Friday, March 30, 2012

peering into my day

Quiet here does not mean that it is, even though mother has had some sleepy days lately and that certainly makes it quieter from her end. My favorite quote that gives so much understanding to these cheesecloth days is, "The only thing that is predictable about a day is that it is unpredictable." Sorry. I do not know to whom credit  is due for that statement, but I have some kind of consolatory thought it could be someone taking care of a sick loved one.

She eats less and less. A larger woman in her day, I find rolling her is no longer a physically difficult thing for me to do. Always trying to "read" her, because part of caring for a person with dementia is knowing what they are trying to tell you; sign language with no one ever having written the how-to manual. And her vocabulary is diminishing so the fewer words she speaks mean more. And there are those times she comes up with her own words, "thinasisha wataban."

If we did not laugh at some things if would be unbearable. So is that why sometimes I just feel a need to go into a corner and have a good ol' belly laugh?  And is there anything wrong with that?

Christmas 2004

However, pulling out photos from the past bring such joy.

Saturday, March 17, 2012

stumbling and grasping

I got angry at my mother yesterday. Right in front of my girls I became irritated at her relentless irrational behavior and I raised my voice at her. I was ashamed of myself as soon as the words were out of my mouth. But while she would never remember, my girls would never forget. I am not looking for sympathy here or even excuses, just revealing the truth of how weak I truly am and how common it is to my original fallen nature.  But isn't that the bottom line of why I needed Him to rescue me in the first place? He came to the earth incarnate and preceded all the way to the cross, to suffer and to die for me.

The events of this past week have left me in a conundrum. What is next? Sedation? Yesterday she was extremely restless and literally talked all afternoon, all evening and throughout the entire night...or at least she was when I last checked on her sometime around midnight, and as I came down the stairs early this morning I could hear her incessant words, carrying on a conversation with someone. Her mouth was dry and her lips were parched as the aid and I tried to give her morning meds and water.

I did not bring her here to my home to make her happy, those days are long gone. Therefore, her happiness is not the issue. But sometimes I find myself stepping into that mode of thinking, maybe I can control parts of what is happening. When that happens I must stop and readjust my thinking in order to continue on this path that I knew would be beyond my strength to manage from the beginning to the end.

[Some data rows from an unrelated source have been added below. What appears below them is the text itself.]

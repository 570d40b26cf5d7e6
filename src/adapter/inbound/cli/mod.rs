//! CLI module graph and command dispatch.

pub mod command;
pub mod config;
pub mod diagnostic;
pub mod generate;
pub mod output;
pub mod paths;
pub mod sites;

use command::{Cli, Commands, ConfigCommand, SitesCommand};

use crate::error::Result;

/// Run the parsed command.
pub async fn dispatch(cli: Cli) -> Result<()> {
    match cli.command {
        Commands::Generate(args) => generate::execute(*args).await,
        Commands::Sites(SitesCommand::List) => sites::list(),
        Commands::Sites(SitesCommand::Show(args)) => sites::show(args.site, &args.config),
        Commands::Config(ConfigCommand::Init(args)) => config::execute_init(&args.path, args.force),
        Commands::Config(ConfigCommand::Show(arg)) => config::execute_show(&arg.config),
        Commands::Config(ConfigCommand::Validate(arg)) => config::execute_validate(&arg.config),
    }
}
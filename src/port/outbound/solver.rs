//! Solver port for binary integer programs.
//!
//! The lineup model is expressed in a backend-neutral form and handed to a
//! [`Solver`] implementation.
//!
//! # Overview
//!
//! - [`Solver`]: integer program solver interface
//! - [`LpProblem`] / [`IlpProblem`]: problem definitions
//! - [`LpSolution`]: solution representation

use rust_decimal::Decimal;

use crate::domain::constraint::{Constraint, VariableBounds};
use crate::error::SolverError;

/// Integer linear programming solver.
///
/// Implementations wrap a specific backend and always **minimise** the
/// objective. Callers that want to maximise negate their coefficients.
///
/// An infeasible, unbounded or timed-out model is a normal outcome reported
/// through [`SolutionStatus`]; `Err` is reserved for backend failures.
pub trait Solver: Send + Sync {
    /// Solver name for logging and configuration.
    fn name(&self) -> &'static str;

    /// Solve an integer linear program.
    ///
    /// # Errors
    ///
    /// Returns [`SolverError::Backend`] if the backend fails for a reason
    /// other than infeasibility, unboundedness or the time budget.
    fn solve_ilp(&self, problem: &IlpProblem) -> Result<LpSolution, SolverError>;
}

/// Linear programming problem definition.
///
/// ```text
/// minimize    c^T * x
/// subject to  constraints
///             bounds on x
/// ```
#[derive(Debug, Clone, PartialEq, Eq)]
pub struct LpProblem {
    /// Objective coefficients, one per variable.
    pub objective: Vec<Decimal>,

    /// Dense constraint rows.
    pub constraints: Vec<Constraint>,

    /// Lower and upper bounds for each variable.
    pub bounds: Vec<VariableBounds>,
}

impl LpProblem {
    /// Create a problem with `num_vars` variables, a zero objective and
    /// default (non-negative) bounds.
    #[must_use]
    pub fn new(num_vars: usize) -> Self {
        Self {
            objective: vec![Decimal::ZERO; num_vars],
            constraints: Vec::new(),
            bounds: vec![VariableBounds::default(); num_vars],
        }
    }

    #[must_use]
    pub fn num_vars(&self) -> usize {
        self.objective.len()
    }
}

/// Integer linear programming problem definition.
#[derive(Debug, Clone, PartialEq, Eq)]
pub struct IlpProblem {
    pub lp: LpProblem,

    /// Indices of variables constrained to integer values.
    pub integer_vars: Vec<usize>,
}

impl IlpProblem {
    /// Constrain every variable to {0, 1}.
    #[must_use]
    pub fn all_binary(mut lp: LpProblem) -> Self {
        lp.bounds = vec![VariableBounds::binary(); lp.num_vars()];
        let integer_vars: Vec<usize> = (0..lp.num_vars()).collect();
        Self { lp, integer_vars }
    }
}

/// Solution to an integer program.
#[derive(Debug, Clone, PartialEq, Eq)]
pub struct LpSolution {
    /// Raw variable values as reported by the backend. Empty unless optimal.
    pub values: Vec<Decimal>,

    /// Objective value at `values`.
    pub objective: Decimal,

    pub status: SolutionStatus,
}

impl LpSolution {
    /// A solution with no values and the given non-optimal status.
    #[must_use]
    pub const fn without_values(status: SolutionStatus) -> Self {
        Self {
            values: Vec::new(),
            objective: Decimal::ZERO,
            status,
        }
    }

    #[must_use]
    pub fn is_optimal(&self) -> bool {
        self.status == SolutionStatus::Optimal
    }
}

/// Termination status of a solve.
#[derive(Debug, Clone, Copy, PartialEq, Eq)]
pub enum SolutionStatus {
    /// Solver proved optimality.
    Optimal,

    /// No feasible solution exists.
    Infeasible,

    /// Objective is unbounded.
    Unbounded,

    /// The time budget ran out before optimality was proven.
    TimedOut,
}

impl std::fmt::Display for SolutionStatus {
    fn fmt(&self, f: &mut std::fmt::Formatter<'_>) -> std::fmt::Result {
        let s = match self {
            Self::Optimal => "optimal",
            Self::Infeasible => "infeasible",
            Self::Unbounded => "unbounded",
            Self::TimedOut => "timed out",
        };
        f.write_str(s)
    }
}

I rejoice to think that all things are at thy disposal
and it delights me to leave them there...
I can of myself do nothing to glorify thy blessed name,
but I can through grace cheerfully surrender soul and body to thee.
                                   Valley of Vision:  A Collection of Puritan Prayers and Devotions

Friday, March 9, 2012

purposeful silence

The silence here has been purposeful. I didn't know when to stop all the busy activity or how to type the words that convey what my heart is feeling. It was so much easier to just move on, get the next thing done, whatever it might be, keep moving and do not stop.

Knitting helps. It can put me in a different world for a moment, but even that has taken a backstage assignment these last few days.

 Suffering is a fact of life and the tenacity of the flesh to cling to life is unbelievable. But watching the daily suffering of someone you love is emotionally draining. The never knowing what the next day will bring is the only thing that is predictable. Then the hardest of all, the decision not to use the strongest pain medications, in spite of what some might say will provide relief for her. I have increased mother's pain meds, actually her "pills" and other meds are always changing. There is a wonderful apothecary that delivers to my door so there isn't even a need to run out and get the medicine that we are hoping will provide the comfort needed. Singing to her sometimes helps, along with numerous standing-by- the-bedside head rubs. We also pray, quite a bit. Some of my aids have become sweet prayer warriors right alongside me in the care of my mother.

And right now as I as am sitting here in my sun room typing this post I hear, "Mama, come here!"

Better go.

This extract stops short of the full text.